At the current rate, the Treasury Secretary's main foreclosure prevention program, HAMP, will stop about 700,000 foreclosures, much fewer than the 13 million expected by 2012. Unfortunately, Elizabeth Warren, the Harvard Law Professor who fought so fiercely for a consumer advocacy program with enforceable powers that was left out of the financial reform bill, was named to a special advisory role on the Congressional Oversight Panel, which was created in 2008 to monitor financial markets and those who regulate them. It is basically a ceremonial role.
HAMP (Home Affordable Modification Program) was devised under Treasury Secretary Timothy Geithner. Under it, loan servicers (which are often owned by large banks) are voluntarily coerced to modify mortgages to prevent foreclosure. They are paid $1,000 per modification. Foreclosures don't benefit anyone but the servicers. The homeowner is evicted, the property values of the surrounding areas go down, and:
Investors who hold the loans in securitization trusts are also hurt by foreclosures, because recoveries on these properties are so low.
Consumers feel (and are) less rich, they spend less, and because many mortgages are underwater (that is, the homeowner ends up holding a mortgage that is more expensive than the plunging value of their home), people are less mobile so if job opportunities dry up in their region, they are less able to move to an area where jobs are growing. Mobility was always a staple of American capitalism.
Foreclosures are much more lucrative to loan servicers than what the HAMP program pays:
[L]oan servicers can profit significantly by pushing borrowers into foreclosure. It gives the servicers more opportunities to keep charging lucrative fees and little incentive to seek a modification.
As Kurt Eggert, a professor at Chapman University School of Law in Orange, CA said:
"I think a big part of the problem is that nobody is effectively holding servicers' feet to the fire to say 'where are the loan mods that you should be delivering that help both borrowers and investors?"
After the Ahlemans, desperate to save their home, filed for bankruptcy in late 2008, their servicer was changed to Litton Loan Servicing, a unit of Goldman Sachs. Ms. Ahleman asked Litton repeatedly for a modification but heard nothing back. Finally, after a reporter contacted Litton, they quickly responded by cutting the Ahleman's variable interest rate from 9.3% to a fixed rate of 4.5% (about the current fixed rate in the marketplace). It also agreed to waive its $38,882 in arrears on their mortgage which included late fees and legal costs. Remember, Litton did not respond to the Ahlemans for months. That certainly increases late fees.
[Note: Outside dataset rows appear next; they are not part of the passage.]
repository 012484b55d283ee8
//! Domain layer - Core business entities and value objects.
//!
//! This crate contains pure domain logic with no infrastructure dependencies:
//! users and roles, stores, ratings and their summaries, the password
//! policy and the field validation rules.

pub mod constants;
pub mod error;
pub mod password;
pub mod rating;
pub mod store;
pub mod user;
pub mod validation;

pub use constants::*;
pub use error::{DomainError, DomainResult};
pub use password::{validate_password_policy, Password, PASSWORD_POLICY_MESSAGE};
pub use rating::{Rating, RatingSummary, RATING_RANGE_MESSAGE};
pub use store::Store;
pub use user::{User, UserResponse, UserRole, UserSummary};
#[async_trait]
pub trait StoreService: Send + Sync {
    /// Create a store for an existing store owner
    async fn create_store(&self, new_store: NewStore) -> AppResult<Store>;

    /// List stores with summaries; `viewer_id` adds the viewer's own ratings
    async fn list_stores(
        &self,
        query: StoreListQuery,
        viewer_id: Option<Uuid>,
    ) -> AppResult<Vec<StoreView>>;

    /// Stores owned by `owner_id`
    async fn list_owned_stores(&self, owner_id: Uuid) -> AppResult<Vec<StoreView>>;

    /// Ratings of one store, visible to its owner and to admins
    async fn store_ratings(
        &self,
        store_id: Uuid,
        requester_id: Uuid,
        requester_role: UserRole,
    ) -> AppResult<StoreRatings>;
}

pub struct StoreManager<U: UnitOfWork> {
    uow: Arc<U>,
}

impl<U: UnitOfWork> StoreManager<U> {
    pub fn new(uow: Arc<U>) -> Self {
        Self { uow }
    }

    async fn owners_of(&self, stores: &[Store]) -> AppResult<HashMap<Uuid, User>> {
        let ids: HashSet<Uuid> = stores.iter().map(|s| s.owner_id).collect();
        let owners = self.uow.users().find_by_ids(ids.into_iter().collect()).await?;
        Ok(owners.into_iter().map(|u| (u.id, u)).collect())
    }
}

#[async_trait]
impl<U: UnitOfWork> StoreService for StoreManager<U> {
    async fn create_store(&self, new_store: NewStore) -> AppResult<Store> {
        let name = new_store.name.trim().to_string();

        if self.uow.stores().find_by_name(&name).await?.is_some() {
            return Err(AppError::conflict("Store with this name"));
        }

        let owner = self
            .uow
            .users()
            .find_by_id(new_store.owner_id)
            .await?
            .ok_or_not_found("Owner")?;

        if !owner.is_store_owner() {
            tracing::warn!(user_id = %owner.id, "Store creation rejected: user is not a store owner");
            return Err(AppError::bad_request("User is not a store owner"));
        }

        let store = Store::new(name, new_store.address.trim().to_string(), owner.id);
        let store = self.uow.stores().create(store).await?;
        tracing::info!(store_id = %store.id, owner_id = %store.owner_id, "Store created");
        Ok(store)
    }

    async fn list_stores(
        &self,
        query: StoreListQuery,
        viewer_id: Option<Uuid>,
    ) -> AppResult<Vec<StoreView>> {
        let stores_repo = self.uow.stores();
        let ratings_repo = self.uow.ratings();
        let (stores, summaries) = tokio::try_join!(stores_repo.list(), ratings_repo.summaries())?;

        let own_ratings: HashMap<Uuid, Rating> = match viewer_id {
            Some(user_id) => ratings_repo
                .list_by_user(user_id)
                .await?
                .into_iter()
                .map(|r| (r.store_id, r))
                .collect(),
            None => HashMap::new(),
        };

        let owners = self.owners_of(&stores).await?;
        let mut views: Vec<StoreView> = build_store_views(stores, &owners, &summaries, &own_ratings)
            .into_iter()
            .filter(|v| {
                matches_filter(&v.name, query.search.as_deref())
                    || matches_filter(&v.address, query.search.as_deref())
            })
            .filter(|v| matches_filter(&v.name, query.name.as_deref()))
            .filter(|v| matches_filter(&v.address, query.address.as_deref()))
            .filter(|v| matches_filter(owner_email(v), query.email.as_deref()))
            .collect();

        let field = query.sort_by.unwrap_or_default();
        let order = query.order.unwrap_or_default();
        views.sort_by(|a, b| order.apply(compare_views(a, b, field)));

        Ok(views)
    }

    async fn list_owned_stores(&self, owner_id: Uuid) -> AppResult<Vec<StoreView>> {
        let stores_repo = self.uow.stores();
        let ratings_repo = self.uow.ratings();
        let (stores, summaries) = tokio::try_join!(
            stores_repo.list_by_owner(owner_id),
            ratings_repo.summaries()
        )?;

        let owners = self.owners_of(&stores).await?;
        Ok(build_store_views(stores, &owners, &summaries, &HashMap::new()))
    }

    async fn store_ratings(
        &self,
        store_id: Uuid,
        requester_id: Uuid,
        requester_role: UserRole,
    ) -> AppResult<StoreRatings> {
        let store = self
            .uow
            .stores()
            .find_by_id(store_id)
            .await?
            .ok_or_not_found("Store")?;

        if !requester_role.is_admin() && !store.is_owned_by(requester_id) {
            tracing::warn!(store_id = %store.id, user_id = %requester_id, "Store ratings access denied");
            return Err(AppError::forbidden("You can only view ratings of your own store"));
        }

        let ratings = self.uow.ratings().list_by_store(store.id).await?;
        let summary = RatingSummary::from_ratings(
            &ratings.iter().map(|r| r.rating).collect::<Vec<_>>(),
        );

        let rater_ids: HashSet<Uuid> = ratings.iter().map(|r| r.user_id).collect();
        let raters: HashMap<Uuid, User> = self
            .uow
            .users()
            .find_by_ids(rater_ids.into_iter().collect())
            .await?
            .into_iter()
            .map(|u| (u.id, u))
            .collect();

        let entries = ratings
            .into_iter()
            .map(|r| StoreRatingEntry {
                id: r.id,
                rating: r.rating,
                user: raters.get(&r.user_id).map(UserSummary::from),
                created_at: r.created_at,
                updated_at: r.updated_at,
            })
            .collect();

        Ok(StoreRatings {
            store_id: store.id,
            store_name: store.name,
            average_rating: summary.average_rating,
            rating_count: summary.rating_count,
            ratings: entries,
        })
    }
}
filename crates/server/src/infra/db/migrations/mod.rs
//! Database migrations.
//!
//! Each migration is a separate module following SeaORM conventions.
//! Migration names follow the pattern: m{YYYYMMDD}_{NNNNNN}_{description}

use sea_orm_migration::prelude::*;

mod m20240101_000001_create_users_table;
mod m20240101_000002_create_stores_table;
mod m20240101_000003_create_ratings_table;

pub struct Migrator;

#[async_trait::async_trait]
impl MigratorTrait for Migrator {
    fn migrations() -> Vec<Box<dyn MigrationTrait>> {
        vec![
            Box::new(m20240101_000001_create_users_table::Migration),
            Box::new(m20240101_000002_create_stores_table::Migration),
            Box::new(m20240101_000003_create_ratings_table::Migration),
        ]
    }
}
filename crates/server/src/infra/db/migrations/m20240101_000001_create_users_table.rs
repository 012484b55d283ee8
//! Migration: Create users table.

use sea_orm_migration::prelude::*;

#[derive(DeriveMigrationName)]
pub struct Migration;

#[async_trait::async_trait]
impl MigrationTrait for Migration {
    async fn up(&self, manager: &SchemaManager) -> Result<(), DbErr> {
        manager
            .create_table(
                Table::create()
                    .table(Users::Table)
                    .if_not_exists()
                    .col(ColumnDef::new(Users::Id).uuid().not_null().primary_key())
                    .col(ColumnDef::new(Users::Name).string_len(60).not_null())
                    .col(ColumnDef::new(Users::Email).string().not_null().unique_key())
                    .col(ColumnDef::new(Users::PasswordHash).string().not_null())
                    .col(ColumnDef::new(Users::Address).string_len(400).not_null())
                    .col(
                        ColumnDef::new(Users::Role)
                            .string_len(20)
                            .not_null()
                            .default("USER"),
                    )
                    .col(
                        ColumnDef::new(Users::CreatedAt)
                            .timestamp_with_time_zone()
                            .not_null()
                            .default(Expr::current_timestamp()),
                    )
                    .col(
                        ColumnDef::new(Users::UpdatedAt)
                            .timestamp_with_time_zone()
                            .not_null()
                            .default(Expr::current_timestamp()),
                    )
                    .to_owned(),
            )
            .await?;

        manager
            .create_index(
                Index::create()
                    .name("idx_users_role")
                    .table(Users::Table)
                    .col(Users::Role)
                    .to_owned(),
            )
            .await
    }

    async fn down(&self, manager: &SchemaManager) -> Result<(), DbErr> {
        manager
            .drop_table(Table::drop().table(Users::Table).to_owned())
            .await
    }
}

#[derive(Iden)]
enum Users {
    Table,
    Id,
    Name,
    Email,
    PasswordHash,
    Address,
    Role,
    CreatedAt,
    UpdatedAt,
}
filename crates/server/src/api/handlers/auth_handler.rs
//! Authentication handlers.

use axum::{
    extract::State,
    routing::{get, post, put},
    Extension, Router,
};
use axum_extra::extract::cookie::{Cookie, CookieJar, SameSite};
use serde::Deserialize;
use utoipa::ToSchema;
use validator::Validate;

use common::AppResult;
use domain::{UserResponse, ACCESS_TOKEN_COOKIE};

use crate::api::extractors::{rules, ValidatedJson};
use crate::api::middleware::CurrentUser;
use crate::api::AppState;
use crate::services::{LoginResponse, Signup};
use crate::types::{ApiResponse, Created};

/// Public signup request
#[derive(Debug, Deserialize, Validate, ToSchema)]
pub struct SignupRequest {
    /// Full name, 20 to 60 characters
    #[validate(custom(function = "rules::user_name"))]
    #[schema(example = "Jonathan Alexander Smithson")]
    pub name: String,
    #[validate(email(message = "Invalid email format"))]
    #[schema(example = "user@example.com")]
    pub email: String,
    /// 8-16 characters, one uppercase letter, one of `!@#$&*`
    #[validate(custom(function = "rules::password"))]
    #[schema(example = "Secure@Pass1")]
    pub password: String,
    /// Postal address, 10 to 400 characters
    #[validate(custom(function = "rules::user_address"))]
    #[schema(example = "221B Baker Street, London")]
    pub address: String,
    /// Only USER is accepted
    #[schema(example = "USER")]
    pub role: Option<String>,
}

/// User login request
#[derive(Debug, Deserialize, Validate, ToSchema)]
pub struct LoginRequest {
    #[validate(email(message = "Invalid email format"))]
    #[schema(example = "user@example.com")]
    pub email: String,
    #[validate(length(min = 1, message = "Password is required"))]
    #[schema(example = "Secure@Pass1")]
    pub password: String,
}

#[derive(Debug, Deserialize, Validate, ToSchema)]
#[serde(rename_all = "camelCase")]
pub struct ChangePasswordRequest {
    #[validate(length(min = 1, message = "Current password is required"))]
    pub old_password: String,
    #[validate(custom(function = "rules::password"))]
    pub new_password: String,
}

/// Routes open to anonymous callers
pub fn auth_routes() -> Router<AppState> {
    Router::new()
        .route("/signup", post(signup))
        .route("/login", post(login))
}

/// Routes that need an authenticated session
pub fn session_routes() -> Router<AppState> {
    Router::new()
        .route("/logout", post(logout))
        .route("/change-password", put(change_password))
        .route("/me", get(me))
}

fn session_cookie(token: String) -> Cookie<'static> {
    Cookie::build((ACCESS_TOKEN_COOKIE, token))
        .http_only(true)
        .path("/")
        .same_site(SameSite::Lax)
        .build()
}

/// Expired, empty session cookie; sent regardless of how the caller authenticated
fn removal_cookie() -> Cookie<'static> {
    let mut cookie = Cookie::build((ACCESS_TOKEN_COOKIE, ""))
        .http_only(true)
        .path("/")
        .same_site(SameSite::Lax)
        .build();
    cookie.make_removal();
    cookie
}

/// Register a new user account
#[utoipa::path(
    post,
    path = "/auth/signup",
    tag = "Authentication",
    request_body = SignupRequest,
    responses(
        (status = 201, description = "User registered successfully", body = UserResponse),
        (status = 400, description = "Validation error or role other than USER"),
        (status = 409, description = "Email already registered"),
        (status = 429, description = "Too many requests")
    )
)]
pub async fn signup(
    State(state): State<AppState>,
    ValidatedJson(payload): ValidatedJson<SignupRequest>,
) -> AppResult<Created<UserResponse>> {
    let user = state
        .auth_service
        .signup(Signup {
            name: payload.name,
            email: payload.email,
            password: payload.password,
            address: payload.address,
            role: payload.role,
        })
        .await?;

    Ok(Created(UserResponse::from(user)))
}

/// Login, receive a JWT and the session cookie
#[utoipa::path(
    post,
    path = "/auth/login",
    tag = "Authentication",
    request_body = LoginRequest,
    responses(
        (status = 200, description = "Login successful", body = LoginResponse),
        (status = 400, description = "Validation error"),
        (status = 401, description = "Invalid credentials"),
        (status = 429, description = "Too many requests")
    )
)]
pub async fn login(
    State(state): State<AppState>,
    jar: CookieJar,
    ValidatedJson(payload): ValidatedJson<LoginRequest>,
) -> AppResult<(CookieJar, ApiResponse<LoginResponse>)> {
    let response = state
        .auth_service
        .login(payload.email, payload.password)
        .await?;

    let jar = jar.add(session_cookie(response.access_token.clone()));
    Ok((jar, ApiResponse::with_message(response, "Login successful")))
}

/// Clear the session cookie
#[utoipa::path(
    post,
    path = "/auth/logout",
    tag = "Authentication",
    responses(
        (status = 200, description = "Logged out", body = crate::types::MessageResponse),
        (status = 401, description = "Not authenticated")
    ),
    security(("bearer_auth" = []))
)]
pub async fn logout(
    Extension(current_user): Extension<CurrentUser>,
    jar: CookieJar,
) -> (CookieJar, ApiResponse<()>) {
    tracing::info!(user_id = %current_user.id, "User logged out");
    let jar = jar.add(removal_cookie());
    (jar, ApiResponse::message("Logged out successfully"))
}

/// Change the caller's password
#[utoipa::path(
    put,
    path = "/auth/change-password",
    tag = "Authentication",
    request_body = ChangePasswordRequest,
    responses(
        (status = 200, description = "Password updated", body = crate::types::MessageResponse),
        (status = 400, description = "New password violates the policy"),
        (status = 401, description = "Wrong current password or not authenticated")
    ),
    security(("bearer_auth" = []))
)]
pub async fn change_password(
    State(state): State<AppState>,
    Extension(current_user): Extension<CurrentUser>,
    ValidatedJson(payload): ValidatedJson<ChangePasswordRequest>,
) -> AppResult<ApiResponse<()>> {
    state
        .auth_service
        .change_password(current_user.id, payload.old_password, payload.new_password)
        .await?;

    Ok(ApiResponse::message("Password updated successfully"))
}

/// Current user's profile
#[utoipa::path(
    get,
    path = "/auth/me",
    tag = "Authentication",
    responses(
        (status = 200, description = "Current user", body = UserResponse),
        (status = 401, description = "Not authenticated"),
        (status = 404, description = "User no longer exists")
    ),
    security(("bearer_auth" = []))
)]
pub async fn me(
    State(state): State<AppState>,
    Extension(current_user): Extension<CurrentUser>,
) -> AppResult<ApiResponse<UserResponse>> {
    let user = state.user_service.get_user(current_user.id).await?;
    Ok(ApiResponse::success(UserResponse::from(user)))
}
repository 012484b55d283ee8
//! Shared types for responses and list queries.

mod query;
mod response;

pub use query::{matches_filter, SortOrder, StoreListQuery, StoreSortField, UserListQuery, UserSortField};
pub use response::{ApiResponse, Created, MessageResponse};
//! Repository layer - Data access abstraction
//!
//! Repositories translate between SeaORM entities and domain types and
//! are the only code that issues queries.

pub(crate) mod entities;
mod rating_repository;
mod store_repository;
mod user_repository;

pub use rating_repository::{RatingRepository, RatingLedger};
pub use store_repository::{StoreRepository, StoreCatalog};
pub use user_repository::{UserRepository, UserStore};

// Export mocks for tests
#[cfg(any(test, feature = "test-utils"))]
pub use rating_repository::MockRatingRepository;
#[cfg(any(test, feature = "test-utils"))]
pub use store_repository::MockStoreRepository;
#[cfg(any(test, feature = "test-utils"))]
pub use user_repository::MockUserRepository;
//! Commands module - CLI command implementations.

pub mod migrate;
pub mod seed;
pub mod serve;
Meanwhile, the bank that held their second mortgage at a 12% interest rate, Banco Popular, wrote off the Ahlemans entire loan of $62,000, which also included late fees.
Under the terms of the new loan, the Ahlemans' mortgage obligations dropped from almost $250,000 to roughly $198,000. Their monthly payment fell from $1959 to $1376.
The Ahlemans have since made all their payments and don't use credit cards any more. "If we can't pay cash, we don't buy it," said Ms. Ahleman.